マイナンバー制度が適正に運営されるようにするために、会社経営者や個人事業主等の事業主には、特定個人情報を収集・保管・提供できる範囲や、特定個人情報ファイルを作成できる範囲などが制限されるほか、個人番号の提供を受ける際の厳格な本人確認、各種の安全管理措置への取り組みなどが求められています。

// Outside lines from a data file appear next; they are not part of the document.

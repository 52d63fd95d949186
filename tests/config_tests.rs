// Configuration loading tests
// Author: kelexine (https://github.com/kelexine)

use gemflow::config::{AppConfig, CacheMode};
use gemflow::RequestDispatcher;
use std::io::Write;
use std::time::Duration;

fn write_config(value: &toml::Value) -> tempfile::NamedTempFile {
    let mut file = tempfile::Builder::new().suffix(".toml").tempfile().unwrap();
    write!(file, "{}", toml::to_string(value).unwrap()).unwrap();
    file
}

#[test]
fn test_load_from_file_overrides_defaults() {
    let file = write_config(&toml::toml! {
        [gemini]
        api_keys = ["AIzaFirstKey", "AIzaSecondKey"]
        default_model = "gemini-2.5-pro"

        [retry]
        max_retries = 5
        base_delay_ms = 250
        retryable_status_codes = [429, 503]

        [cache]
        mode = "long_lived"

        [batch]
        max_batch_size = 20
    }
    .into());

    let config = AppConfig::load_from(file.path()).unwrap();

    assert_eq!(config.gemini.api_keys.len(), 2);
    assert_eq!(config.gemini.default_model, "gemini-2.5-pro");
    assert_eq!(config.retry.max_retries, 5);
    assert_eq!(config.retry.retryable_status_codes, vec![429, 503]);
    assert_eq!(config.cache.mode, CacheMode::LongLived);
    assert_eq!(config.batch.max_batch_size, 20);
    // Untouched sections keep their defaults.
    assert_eq!(config.streaming.buffer_size, 8192);
    assert_eq!(config.retry.backoff_multiplier, 2.0);

    let retry = config.retry_config();
    assert_eq!(retry.max_retries, 5);
    assert_eq!(retry.base_delay, Duration::from_millis(250));
    assert_eq!(config.cache_config().ttl, Duration::from_secs(3600));
    assert_eq!(config.batch_config().max_batch_size, 20);
}

#[test]
fn test_load_from_rejects_invalid_values() {
    let file = write_config(&toml::toml! {
        [gemini]
        api_keys = ["AIzaKey"]

        [retry]
        backoff_multiplier = 0.5
    }
    .into());

    assert!(AppConfig::load_from(file.path()).is_err());
}

#[test]
fn test_load_from_requires_keys() {
    let file = write_config(&toml::toml! {
        [cache]
        mode = "disabled"
    }
    .into());

    assert!(AppConfig::load_from(file.path()).is_err());
}

#[test]
fn test_missing_file_is_an_error() {
    let dir = tempfile::tempdir().unwrap();
    assert!(AppConfig::load_from(dir.path().join("absent.toml")).is_err());
}

#[test]
fn test_dispatcher_from_config() {
    let file = write_config(&toml::toml! {
        [gemini]
        api_keys = ["AIzaFirstKey", "AIzaSecondKey", "AIzaThirdKey"]
        default_model = "gemini-2.5-flash-lite"

        [concurrency]
        max_concurrent = 3
    }
    .into());

    let config = AppConfig::load_from(file.path()).unwrap();
    let dispatcher = RequestDispatcher::from_config(&config).unwrap();

    assert_eq!(dispatcher.credentials().len(), 3);
    assert_eq!(dispatcher.limiter().limit(), 3);
    assert_eq!(dispatcher.default_model(), "gemini-2.5-flash-lite");
    assert!(dispatcher.cache().is_enabled());
}
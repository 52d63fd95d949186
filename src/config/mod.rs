// Configuration module
// Author: kelexine (https://github.com/kelexine)

mod models;

pub use models::*;

use crate::batch::BatchConfig;
use crate::cache::CacheConfig;
use crate::error::{GemflowError, Result};
use crate::streaming::StreamingConfig;
use crate::utils::retry::RetryConfig;
use config::{Config, Environment, File};
use std::path::{Path, PathBuf};
use std::time::Duration;

impl AppConfig {
    /// Load configuration from multiple sources with precedence:
    /// 1. Environment variables (highest)
    /// 2. Config file at `~/.gemflow/config.toml`
    /// 3. Defaults (lowest)
    pub fn load() -> Result<Self> {
        Self::build(File::with_name(&Self::default_config_path()).required(false))
    }

    /// Same as [`AppConfig::load`] but reads the given file, which must exist.
    pub fn load_from(path: impl AsRef<Path>) -> Result<Self> {
        Self::build(File::from(path.as_ref()).required(true))
    }

    fn build(file: File<config::FileSourceFile, config::FileFormat>) -> Result<Self> {
        let config = Config::builder()
            // Start with defaults
            .add_source(Config::try_from(&Self::default())?)
            .add_source(file)
            // Override with environment variables, e.g. GEMFLOW_RETRY__MAX_RETRIES
            // or GEMFLOW_GEMINI__API_KEYS=key1,key2
            .add_source(
                Environment::with_prefix("GEMFLOW")
                    .prefix_separator("_")
                    .separator("__")
                    .list_separator(",")
                    .with_list_parse_key("gemini.api_keys")
                    .try_parsing(true),
            )
            .build()
            .map_err(|e| GemflowError::Config(e.to_string()))?;

        let app: Self = config
            .try_deserialize()
            .map_err(|e| GemflowError::Config(e.to_string()))?;
        app.validate()?;
        Ok(app)
    }

    /// Reject settings the runtime cannot work with.
    pub fn validate(&self) -> Result<()> {
        if self.gemini.api_keys.is_empty() {
            return Err(GemflowError::Config(
                "no API keys configured (gemini.api_keys or GEMFLOW_GEMINI__API_KEYS)".into(),
            ));
        }
        if self.gemini.api_keys.iter().any(|k| k.trim().is_empty()) {
            return Err(GemflowError::Config("api_keys contains an empty key".into()));
        }
        if self.retry.backoff_multiplier < 1.0 {
            return Err(GemflowError::Config(format!(
                "retry.backoff_multiplier must be >= 1.0, got {}",
                self.retry.backoff_multiplier
            )));
        }
        if !(0.0..=1.0).contains(&self.retry.jitter) {
            return Err(GemflowError::Config(format!(
                "retry.jitter must be within [0, 1], got {}",
                self.retry.jitter
            )));
        }
        if self.batch.max_batch_size == 0 {
            return Err(GemflowError::Config("batch.max_batch_size must be positive".into()));
        }
        if self.batch.polling_interval_seconds == 0 {
            return Err(GemflowError::Config(
                "batch.polling_interval_seconds must be positive".into(),
            ));
        }
        Ok(())
    }

    pub fn retry_config(&self) -> RetryConfig {
        let r = &self.retry;
        RetryConfig::new(
            r.max_retries,
            Duration::from_millis(r.base_delay_ms),
            r.backoff_multiplier,
        )
        .with_max_delay(Duration::from_millis(r.max_delay_ms))
        .with_jitter(r.jitter)
        .with_retryable_status_codes(r.retryable_status_codes.clone())
    }

    pub fn cache_config(&self) -> CacheConfig {
        match self.cache.mode {
            CacheMode::Disabled => CacheConfig::disabled(),
            CacheMode::Default => CacheConfig::default(),
            CacheMode::ShortLived => CacheConfig::short_lived(),
            CacheMode::LongLived => CacheConfig::long_lived(),
            CacheMode::Custom => CacheConfig {
                enabled: true,
                ttl: Duration::from_secs(self.cache.ttl_seconds),
                max_entries: self.cache.max_entries,
            },
        }
    }

    pub fn batch_config(&self) -> BatchConfig {
        BatchConfig {
            max_batch_size: self.batch.max_batch_size,
            batch_timeout: Duration::from_secs(self.batch.batch_timeout_seconds),
            polling_interval: Duration::from_secs(self.batch.polling_interval_seconds),
        }
    }

    pub fn streaming_config(&self) -> StreamingConfig {
        StreamingConfig::new(
            self.streaming.buffer_size,
            Duration::from_secs(self.streaming.chunk_timeout_seconds),
        )
    }

    fn default_config_path() -> String {
        dirs::home_dir()
            .unwrap_or_else(|| PathBuf::from("."))
            .join(".gemflow")
            .join("config.toml")
            .to_string_lossy()
            .to_string()
    }
}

このことは、一般の会社の社長さんはご存知でない方も多いので、注意が必要です。

 

2.マイナンバー制度による規制の具体的内容

 

①利用・提供・収集の制限

・マイナンバーの利用範囲は、法律に規定された社会保障、税及び災害対策に関する事務に限定されます。本人の同意があっても、左記目的以外に使うことは認められません。
・社会保障及び税に関する手続書類の作成事務を行う必要がある場合に限って、本人などに対してマイナンバーの提供を求めることができます。必要でない場合に、「一応」マイナンバーカードのコピーをもらうといったことはできません。
・法律で限定的に明記された場合を除き、特定個人情報を提供してはいけません。また、法律で限定的に明記された場合を除き、特定個人情報を収集してはいけません。

 

②保管・廃棄の制限

・法律で限定的に明記された場合を除き、特定個人情報を保管してはなりません。なくしたら困るから一応保管しておくことはできません。
・社会保障及び税に関する手続書類の作成事務を処理する必要がなくなり、所管法令において定められている保存期間を経過した場合は、マイナンバーをできるだけ速やかに廃棄又は削除しなければなりません。廃棄、保管をうっかり忘れただけでも法律違反になりますので、注意が必要です。

 

③厳格な本人確認

・マイナンバーを取得する際は、利用目的を特定し、明示する必要があります。 何に使うかを相手に明示せず、会社の事業に必要だから等、あいまいな理由での取得は認められません。
・マイナンバーを取得する際は、他人の成りすまし等を防止するため、厳格な本人確認が求められます。免許証等での本人確認をせず、マイナンバーのみを書いてもらう等はしてはいけません。

 

③安全管理措置

・会社経営者、個人事業主等の事業者は、マイナンバー及び特定個人情報の漏えい、滅失又は毀損の防止その他の適切な管理のために、必要かつ適切な安全管理措置を講じなければなりません。また、従業者に対する必要かつ適切な監督も必要です。事業主本人だけでなく、従業員に対してもしっかり監督しないと、監督責任を問われます。
・社会保障及び税に関する手続書類の作成事務の全部又は一部の委託をする者は、委託先において、法律に基づき委託者自らが果たすべき安全管理措置と同等の措置が講じられるよう必要かつ適切な監督を行わなければなりません。これは会社内だけでなく、会社外の情報管理、監督まで必要ということです。非常に重い規定です。
・社会保障及び税に関する手続書類の作成事務の全部又は一部の委託を受けた者は、委託者の許諾を得た場合に限り、再委託をすることができます。再委託の場合、自社の判断だけで再委託はできませんので、注意が必要です。